In three recent cases, the Supreme Court of Poland has addressed issues surrounding construction of wind farms on land owned by another party. Projects of this type generate not just electricity, but also legal issues that must be resolved on a case-by-case basis.
Supreme Court of Poland judgments of 5 October 2012 (Case Nos. IV CSK 244/12 and IV CSK 213/12) and judgment of 7 February 2013 (Case No. II CSK 230/12)
Tenancy, or an unclassified agreement similar to tenancy?
In recent months the Supreme Court of Poland accepted for hearing three cassation appeals by an investor in wind farms, and subsequently held in favour of the investor in all three cases.
The first of the legal issues concerned the legal classification of an agreement for construction of a wind farm on land that was not owned by the investor. In the judgment of 5 October 2012 in Case No. IV CSK 244/12, the Supreme Court held that the investor’s receipt of income from the sale of electricity generated by wind turbines located on land provided to the investor under a contract for the investor to use for operating such equipment on the land is not “collecting the fruits” of the land within the meaning of Civil Code Art. 693 §1.
The court stressed that the agreement providing the party this type of entitlement in exchange for periodic payments defined as a percentage of the value of the electricity sold is a type of unclassified agreement, concluded pursuant to the principle of freedom of contract, which to the extent not addressed by the agreement may be governed as relevant by the Civil Code provisions on tenancy agreements.
The court based its holding on the assumption that the movement of air over the land cannot be regarded as a natural property of the real estate. Only if the wind were a natural property of the land could it be concluded that conversion of wind energy into electricity and transmission of the electricity to the grid of a transmission system operator constitutes collecting the fruits of the land.
Disclosure of agreement in land and mortgage register
In another judgment also issued on 5 October 2012, in Case No. IV CSK 213/12, the Supreme Court took up the issue of the permissibility of disclosing an agreement classified in this manner in the land and mortgage register.
Unfortunately, because of procedural errors by the court of second instance, the Supreme Court did not directly address this issue. Nonetheless, the court did not dispute the correctness of the relief requested, which was based on disclosure in the land and mortgage register of the right to use the land to design, build and operate a wind farm on the land.
It should be accepted that the permissibility of disclosing such a right in the land and mortgage register follows from the requirement stated in Case No. IV CSK 244/12 to apply the regulations on tenancy to the agreement in question as relevant, and thus also Art. 16(2)(1) of the Act on Land and Mortgage Registers and Mortgages. Disclosing the specific rights to the land held by the investor would also make the entry in the register more transparent and more accurately reflect the legal status of the real estate.

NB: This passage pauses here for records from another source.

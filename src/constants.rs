//! EnOcean Protocol Constants
//!
//! This module defines constants used in the EnOcean implementation, based on
//! the EnOcean Serial Protocol 3 (ESP3) and EnOcean Radio Protocol 1 (ERP1)
//! specifications and the EEP 2.6 profile conventions.

use std::time::Duration;

// ----------------------------------------------------------------------------
// RORG (radio telegram type) values
// ----------------------------------------------------------------------------

/// Repeated switch communication (rocker switches)
pub const RORG_RPS: u8 = 0xF6;

/// 1-byte communication (contacts)
pub const RORG_1BS: u8 = 0xD5;

/// 4-byte communication (sensors, dimmers)
pub const RORG_4BS: u8 = 0xA5;

/// Variable length data
pub const RORG_VLD: u8 = 0xD2;

/// Manufacturer specific communication
pub const RORG_MSC: u8 = 0xD1;

/// Universal teach-in, EEP based
pub const RORG_UTE: u8 = 0xD4;

/// Largest ERP1 user data block (VLD)
pub const ERP1_MAX_DATA_LEN: usize = 14;

// ----------------------------------------------------------------------------
// ESP3 framing
// ----------------------------------------------------------------------------

/// ESP3 synchronisation byte
pub const ESP3_SYNC_BYTE: u8 = 0x55;

/// Sync + data length (2) + optional length + packet type + CRC8H
pub const ESP3_HEADER_LEN: usize = 6;

/// ESP3 packet types
pub const ESP3_PACKET_RADIO_ERP1: u8 = 0x01;
pub const ESP3_PACKET_RESPONSE: u8 = 0x02;
pub const ESP3_PACKET_EVENT: u8 = 0x04;
pub const ESP3_PACKET_COMMON_COMMAND: u8 = 0x05;

/// Common command: reset the module
pub const CO_WR_RESET: u8 = 0x02;

/// Common command: read the base ID
pub const CO_RD_IDBASE: u8 = 0x08;

/// Sub-telegram count written into outbound RADIO_ERP1 optional data
pub const ERP1_SEND_SUBTEL: u8 = 0x03;

/// dBm placeholder for outbound telegrams
pub const ERP1_SEND_DBM: u8 = 0xFF;

// ----------------------------------------------------------------------------
// Teach-in
// ----------------------------------------------------------------------------

/// 4BS DB0 bit 3: 0 = teach-in telegram, 1 = data telegram
pub const LRN_BIT_MASK_4BS: u8 = 0x08;

/// 4BS DB0 bit 7: teach-in carries EEP information
pub const LRN_TYPE_MASK_4BS: u8 = 0x80;

/// 1BS DB0 bit 3: 0 = teach-in telegram
pub const LRN_BIT_MASK_1BS: u8 = 0x08;

/// UTE DB6 bits 3..0: command identifier, 0 = teach-in query
pub const UTE_CMD_TEACH_IN_QUERY: u8 = 0x00;

/// UTE payload length (DB6..DB0)
pub const UTE_DATA_LEN: usize = 7;

// ----------------------------------------------------------------------------
// Addressing
// ----------------------------------------------------------------------------

/// Broadcast destination address
pub const BROADCAST_ADDRESS: [u8; 4] = [0xFF, 0xFF, 0xFF, 0xFF];

// ----------------------------------------------------------------------------
// Gateway defaults
// ----------------------------------------------------------------------------

/// A device that stays silent this long becomes unavailable
pub const DEFAULT_AVAILABILITY_TIMEOUT: Duration = Duration::from_secs(3600);

/// How often the service checks availability windows
pub const DEFAULT_AVAILABILITY_CHECK_INTERVAL: Duration = Duration::from_secs(30);

/// Learning mode duration in minutes
pub const DEFAULT_LEARNING_MINUTES: u64 = 10;

/// Consecutive invalid telegrams from one device before a dongle reset
pub const DEFAULT_INVALID_TELEGRAM_THRESHOLD: u32 = 5;

/// Entity key of the per-device signal strength sensor
pub const RSSI_ENTITY: &str = "rssi";

/// Upper bound on the items one enum channel may declare, ranges included
pub const MAX_ENUM_ITEMS: usize = 4096;

/// Highest profile table schema version this crate reads
pub const PROFILE_TABLE_VERSION: u32 = 1;

/// Device store schema version
pub const DEVICE_STORE_VERSION: u32 = 1;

Protection against fraudulent conveyances and the permissibility of termination
In the judgment of 7 February 2013 in Case No. II CSK 230/12, the Supreme Court cited the legal classification of the agreement in the judgment in Case No. IV CSK 244/12 and stressed again that this type of agreement, in light of the contractual entitlements set forth therein, the period for which it was concluded, and the manner in which the fee is calculated, establishes a legal relationship that is closest to a tenancy agreement under the Civil Code.
The court generalised from this position in such a manner that—apparently—not only an agreement for construction of a wind farm but also an agreement for projects of other types should be classified in the same way. The court stated that an agreement giving a party the right to use land to carry out projects on the land is a type of unclassified agreement which, insofar as not regulated by the wording of the agreement itself, should be governed as relevant by the Civil Code provisions on tenancy.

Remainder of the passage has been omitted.